No presente artigo, objetiva-se debater sobre as implicações da divisão territorial dos países africanos no decorrer do domínio colonial em África que oportunizou a exploração dos recursos naturais, a depreciação dos conhecimentos africanos, além disso, considerando- os como exóticos, incluindo a inferiorização do mesmo povo o que posteriormente influenciou o comércio transatlântico onde os povos africanos foram arrancados nas suas terras, isto é, da África e levados para a Europa e América para serem escravizados nos países que compõem estes continentes.

Sendo assim, Wolfgang Döpcke (1999, p. 77) afirma arbitrariedade “pela qual as fronteiras foram impostas às sociedades africanas pelos colonizadores europeus, ignorando as realidades étnicas, geográficas, ecológicas e políticas existentes”.

Essa incursão europeia, acarretou ampla desintegração das comunidades africanas e ainda invisibilizou os saberes intrínsecos e aniquilou as identidades culturais existentes para promover a assimilação das culturas, hábitos e dos conhecimentos eurocêntricos. Nela, a exploração passou a ser pautada pelos interesses ligados aos recursos naturais, tais como ouro, cobre, tecidos, diamantes e entre outros, nos polos geográficos estratégicos situados perto ao Mar Mediterrâneo, tendo em vista suas vantagens para o comércio marítimo, o que possibilita a transportação das riquezas dos países africanos para abastecer os mercados da Europa, América, Índia. Esse cenário, contribuiu para o enfraquecimento das indústrias e da economia africana.

Diante disso, Ahmed Idha Salim ressalta que:

Neste sistema capitalista mercantilista, a exploração dos recursos humanos e materiais das sociedades do Leste africano revestiu‑se na forma de uma troca desigual que se estabeleceu duravelmente entre, por um lado, os mercadores estrangeiros parasitas estabelecidos em Zanzibar e, por outro lado, os povos do litoral e do interior. Os lucros substanciais assim obtidos eram transferidos para a Europa, América e Índia e não eram praticamente investidos no desenvolvimento material ou técnico da África Oriental. Os artigos importados, os quais eram trocados pelos produtos do Leste africano, tais como o marfim, eram artigos de consumo de baixo custo que não serviriam para a formação de capital.
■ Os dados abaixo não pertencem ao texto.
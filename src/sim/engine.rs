//! Host-facing control surface
//!
//! The engine owns one simulation context and its random source. A host
//! frame loop feeds movement intent, calls [`Engine::tick`] once per frame,
//! and draws from [`Engine::snapshot`] in between.

use glam::DVec2;
use rand::SeedableRng;
use rand_pcg::Pcg32;

use super::random::UniformSource;
use super::state::{GameEvent, GameState, SessionPhase, Snapshot};
use super::tick::{TickInput, reset, tick};
use crate::tuning::Tuning;

/// Discrete movement directions, as bound to keys by a host
#[derive(Debug, Clone, Copy, PartialEq, Eq)]
pub enum Direction {
    /// +x
    Forward,
    /// -x
    Back,
    /// +y
    Left,
    /// -y
    Right,
}

impl Direction {
    pub fn unit(self) -> DVec2 {
        match self {
            Direction::Forward => DVec2::X,
            Direction::Back => DVec2::NEG_X,
            Direction::Left => DVec2::Y,
            Direction::Right => DVec2::NEG_Y,
        }
    }
}

/// A running game
pub struct Engine<R: UniformSource = Pcg32> {
    state: GameState,
    rng: R,
    /// Intent gathered since the last tick
    pending: TickInput,
}

impl Engine<Pcg32> {
    /// Reproducible engine from a seed
    pub fn from_seed(seed: u64, tuning: Tuning) -> Self {
        log::info!("Engine seeded with {}", seed);
        Self::new(Pcg32::seed_from_u64(seed), tuning)
    }
}

impl<R: UniformSource> Engine<R> {
    /// Start a session on level 1 using the host's random source
    pub fn new(mut rng: R, tuning: Tuning) -> Self {
        let state = GameState::new(tuning, &mut rng);
        Self {
            state,
            rng,
            pending: TickInput::default(),
        }
    }

    /// Queue movement intent for the next tick. Ignored unless the ball is
    /// rolling.
    pub fn apply_acceleration(&mut self, dx: f64, dy: f64) {
        if self.state.phase() != SessionPhase::Alive {
            log::trace!("Ignoring acceleration while {:?}", self.state.phase());
            return;
        }
        if !(dx.is_finite() && dy.is_finite()) {
            log::trace!("Ignoring non-finite acceleration ({}, {})", dx, dy);
            return;
        }
        self.pending.accel += DVec2::new(dx, dy);
    }

    /// Queue one unit of intent in a direction
    pub fn push(&mut self, direction: Direction) {
        let d = direction.unit();
        self.apply_acceleration(d.x, d.y);
    }

    /// Advance one frame, consuming queued intent
    pub fn tick(&mut self) -> Vec<GameEvent> {
        let input = std::mem::take(&mut self.pending);
        let events = tick(&mut self.state, &input, &mut self.rng);
        for event in &events {
            log::trace!("tick {}: {:?}", self.state.session.tick, event);
        }
        events
    }

    /// Throw the session away and start over on level 1
    pub fn reset(&mut self) -> GameEvent {
        self.pending = TickInput::default();
        reset(&mut self.state, &mut self.rng);
        GameEvent::Reset
    }

    pub fn snapshot(&self) -> Snapshot<'_> {
        self.state.snapshot()
    }

    pub fn phase(&self) -> SessionPhase {
        self.state.phase()
    }

    pub fn tuning(&self) -> &Tuning {
        &self.state.tuning
    }

    /// Full context, for hosts that persist or inspect it
    pub fn state(&self) -> &GameState {
        &self.state
    }
}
A importação de alguns destes artigos prejudicava as indústrias locais: a indústria têxtil de Lamu e dos portos do Benadir foi duramente atingida pela importação de tecidos de algodão asiáticos, a princípio, e, em seguida, americanos (SALIM, 2010, p. 273).

Sendo assim, para realização desta pesquisa, foi utilizado o procedimento metodológico qualitativo de abordagem bibliográfica, na qual a coleta de informações foi fundamentada através da análise das ideias dos autores, como Adesina (2012); Hountondji (2008), Lauer e Anyidoho (2016); Salim (2010); Serrano e Munanga (1995) e incluindo as contribuições significativas dos outros autores acerca da temática debatida. Perante isso, os resultados alcançados revelam que a ocupação colonial em África, desagregou as fronteiras africanas de forma arbitrária sem respeitar as autoridades locais existentes nessa época e esses cenários são origem histórica de conflitos presentes na África.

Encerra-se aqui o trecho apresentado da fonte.